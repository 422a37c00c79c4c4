use chrono::{DateTime, Utc};
use serde::{Deserialize, Serialize};

use crate::dates::days_between;
use crate::state::AccountState;
use crate::types::{AccountId, DueBucket};

/// result of one classification sweep
#[derive(Debug, Clone, PartialEq, Default, Serialize, Deserialize)]
pub struct Classification {
    pub due_today: Vec<AccountId>,
    pub due_in_2_days: Vec<AccountId>,
    pub overdue_1_day: Vec<AccountId>,
    pub overdue_3_plus_days: Vec<AccountId>,
}

impl Classification {
    pub fn is_empty(&self) -> bool {
        self.due_today.is_empty()
            && self.due_in_2_days.is_empty()
            && self.overdue_1_day.is_empty()
            && self.overdue_3_plus_days.is_empty()
    }

    pub fn total(&self) -> usize {
        self.due_today.len()
            + self.due_in_2_days.len()
            + self.overdue_1_day.len()
            + self.overdue_3_plus_days.len()
    }

    /// iterate (account, bucket) pairs in bucket order
    pub fn entries(&self) -> impl Iterator<Item = (AccountId, DueBucket)> + '_ {
        let buckets = [
            (&self.due_today, DueBucket::DueToday),
            (&self.due_in_2_days, DueBucket::DueIn2Days),
            (&self.overdue_1_day, DueBucket::Overdue1Day),
            (&self.overdue_3_plus_days, DueBucket::Overdue3PlusDays),
        ];
        buckets
            .into_iter()
            .flat_map(|(ids, bucket)| ids.iter().map(move |id| (*id, bucket)))
    }
}

/// bucket a single account by payment urgency, day-granular
///
/// both timestamps are truncated to midnight before differencing so the
/// time of day of either side never shifts the bucket. accounts due
/// tomorrow, due more than 2 days out, completed, or without a next
/// payment date fall in no bucket.
pub fn bucket_for(state: &AccountState, now: DateTime<Utc>) -> Option<DueBucket> {
    if !state.is_active() {
        return None;
    }
    let due = state.next_payment_date?;

    match days_between(due, now) {
        0 => Some(DueBucket::DueToday),
        -2 => Some(DueBucket::DueIn2Days),
        1..=2 => Some(DueBucket::Overdue1Day),
        d if d >= 3 => Some(DueBucket::Overdue3PlusDays),
        _ => None,
    }
}

/// partition accounts into reminder buckets; pure and idempotent
pub fn classify<'a, I>(accounts: I, now: DateTime<Utc>) -> Classification
where
    I: IntoIterator<Item = &'a AccountState>,
{
    let mut result = Classification::default();

    for state in accounts {
        match bucket_for(state, now) {
            Some(DueBucket::DueToday) => result.due_today.push(state.account_id),
            Some(DueBucket::DueIn2Days) => result.due_in_2_days.push(state.account_id),
            Some(DueBucket::Overdue1Day) => result.overdue_1_day.push(state.account_id),
            Some(DueBucket::Overdue3PlusDays) => {
                result.overdue_3_plus_days.push(state.account_id)
            }
            None => {}
        }
    }

    result
}
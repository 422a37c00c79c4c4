use hourglass_rs::SafeTimeProvider;
use tracing::{info, warn};

use crate::classifier::{classify, Classification};
use crate::decimal::Money;
use crate::errors::Result;
use crate::state::AccountState;
use crate::store::{AccountFilter, AccountStore};
use crate::types::{AccountId, DueBucket};

/// what a notification channel needs to know about an account
#[derive(Debug, Clone, PartialEq)]
pub struct ReminderPayload {
    pub account_id: AccountId,
    pub customer_id: String,
    pub monthly_payment: Money,
    pub remaining_amount: Money,
}

impl From<&AccountState> for ReminderPayload {
    fn from(state: &AccountState) -> Self {
        Self {
            account_id: state.account_id,
            customer_id: state.customer_id.clone(),
            monthly_payment: state.monthly_payment,
            remaining_amount: state.remaining_amount,
        }
    }
}

/// notification collaborator boundary; delivery is fire-and-forget,
/// a false return is logged and never retried by the core
pub trait Notifier {
    fn notify(&self, payload: &ReminderPayload, bucket: DueBucket) -> bool;
}

/// per-sweep dispatch counts
#[derive(Debug, Clone, Copy, PartialEq, Eq, Default)]
pub struct SweepReport {
    pub classified: usize,
    pub sent: usize,
    pub failed: usize,
}

/// periodic reminder sweep, driven by an external scheduler
///
/// reads active accounts, classifies them by urgency, and hands each
/// bucket entry to the notifier. re-running with unchanged accounts
/// yields the same classification; deduplication of resent reminders
/// belongs to the notification collaborator.
pub struct ReminderSweep<'a, S, N> {
    store: &'a S,
    notifier: &'a N,
    time: &'a SafeTimeProvider,
}

impl<'a, S, N> ReminderSweep<'a, S, N>
where
    S: AccountStore,
    N: Notifier,
{
    pub fn new(store: &'a S, notifier: &'a N, time: &'a SafeTimeProvider) -> Self {
        Self {
            store,
            notifier,
            time,
        }
    }

    /// run one sweep; read-only against the store
    pub fn run(&self) -> Result<SweepReport> {
        let accounts = self.store.list_accounts(AccountFilter::active())?;
        let classification = classify(&accounts, self.time.now());
        let report = self.dispatch(&accounts, &classification);

        info!(
            classified = report.classified,
            sent = report.sent,
            failed = report.failed,
            "reminder sweep finished"
        );
        Ok(report)
    }

    fn dispatch(&self, accounts: &[AccountState], classification: &Classification) -> SweepReport {
        let mut report = SweepReport {
            classified: classification.total(),
            ..SweepReport::default()
        };

        for (account_id, bucket) in classification.entries() {
            let Some(state) = accounts.iter().find(|a| a.account_id == account_id) else {
                continue;
            };
            let payload = ReminderPayload::from(state);
            if self.notifier.notify(&payload, bucket) {
                report.sent += 1;
            } else {
                warn!(account = %account_id, bucket = ?bucket, "reminder delivery failed");
                report.failed += 1;
            }
        }

        report
    }
}

#[cfg(test)]
mod tests {
    use super::*;
    use crate::account::Account;
    use crate::config::AccountTerms;
    use crate::store::MemoryStore;
    use chrono::{DateTime, TimeZone, Utc};
    use hourglass_rs::TimeSource;
    use std::sync::Mutex;

    #[derive(Default)]
    struct RecordingNotifier {
        delivered: Mutex<Vec<(AccountId, DueBucket)>>,
        fail: bool,
    }

    impl Notifier for RecordingNotifier {
        fn notify(&self, payload: &ReminderPayload, bucket: DueBucket) -> bool {
            if self.fail {
                return false;
            }
            self.delivered
                .lock()
                .unwrap()
                .push((payload.account_id, bucket));
            true
        }
    }

    fn date(y: i32, m: u32, d: u32) -> DateTime<Utc> {
        Utc.with_ymd_and_hms(y, m, d, 0, 0, 0).unwrap()
    }

    fn open_with_start(store: &MemoryStore, start: DateTime<Utc>) -> AccountId {
        let time = SafeTimeProvider::new(TimeSource::Test(start));
        let terms = AccountTerms::interest_free(
            Money::from_major(1_200_000),
            Money::ZERO,
            12,
            start,
        );
        let mut account = Account::open("customer".to_string(), terms, &time).unwrap();
        store.insert(&mut account).unwrap();
        account.id
    }

    #[test]
    fn test_sweep_notifies_due_accounts() {
        let store = MemoryStore::new();
        // first due dates: feb 10 and feb 7
        let due_today = open_with_start(&store, date(2024, 1, 10));
        let overdue = open_with_start(&store, date(2024, 1, 7));

        let now = SafeTimeProvider::new(TimeSource::Test(date(2024, 2, 10)));
        let notifier = RecordingNotifier::default();
        let report = ReminderSweep::new(&store, &notifier, &now).run().unwrap();

        assert_eq!(report.classified, 2);
        assert_eq!(report.sent, 2);
        assert_eq!(report.failed, 0);

        let delivered = notifier.delivered.lock().unwrap();
        assert!(delivered.contains(&(due_today, DueBucket::DueToday)));
        assert!(delivered.contains(&(overdue, DueBucket::Overdue3PlusDays)));
    }

    #[test]
    fn test_failed_delivery_is_counted_not_retried() {
        let store = MemoryStore::new();
        open_with_start(&store, date(2024, 1, 10));

        let now = SafeTimeProvider::new(TimeSource::Test(date(2024, 2, 10)));
        let notifier = RecordingNotifier {
            fail: true,
            ..RecordingNotifier::default()
        };
        let report = ReminderSweep::new(&store, &notifier, &now).run().unwrap();

        assert_eq!(report.sent, 0);
        assert_eq!(report.failed, 1);
    }

    #[test]
    fn test_sweep_is_idempotent() {
        let store = MemoryStore::new();
        open_with_start(&store, date(2024, 1, 10));

        let now = SafeTimeProvider::new(TimeSource::Test(date(2024, 2, 10)));
        let notifier = RecordingNotifier::default();
        let sweep = ReminderSweep::new(&store, &notifier, &now);

        let first = sweep.run().unwrap();
        let second = sweep.run().unwrap();
        assert_eq!(first, second);
    }
}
※
WORK ITEM:
Your output is to be the lines of the listing, exact and complete, starting at the first and ending with the line that contains "in bucket order".

SOLUTION TO THE PROBLEM:
repository 422a37c00c79c4c4
use chrono::{DateTime, Utc};
use serde::{Deserialize, Serialize};

use crate::dates::days_between;
use crate::state::AccountState;
use crate::types::{AccountId, DueBucket};

/// result of one classification sweep
#[derive(Debug, Clone, PartialEq, Default, Serialize, Deserialize)]
pub struct Classification {
    pub due_today: Vec<AccountId>,
    pub due_in_2_days: Vec<AccountId>,
    pub overdue_1_day: Vec<AccountId>,
    pub overdue_3_plus_days: Vec<AccountId>,
}

impl Classification {
    pub fn is_empty(&self) -> bool {
        self.due_today.is_empty()
            && self.due_in_2_days.is_empty()
            && self.overdue_1_day.is_empty()
            && self.overdue_3_plus_days.is_empty()
    }

    pub fn total(&self) -> usize {
        self.due_today.len()
            + self.due_in_2_days.len()
            + self.overdue_1_day.len()
            + self.overdue_3_plus_days.len()
    }

    /// iterate (account, bucket) pairs in bucket order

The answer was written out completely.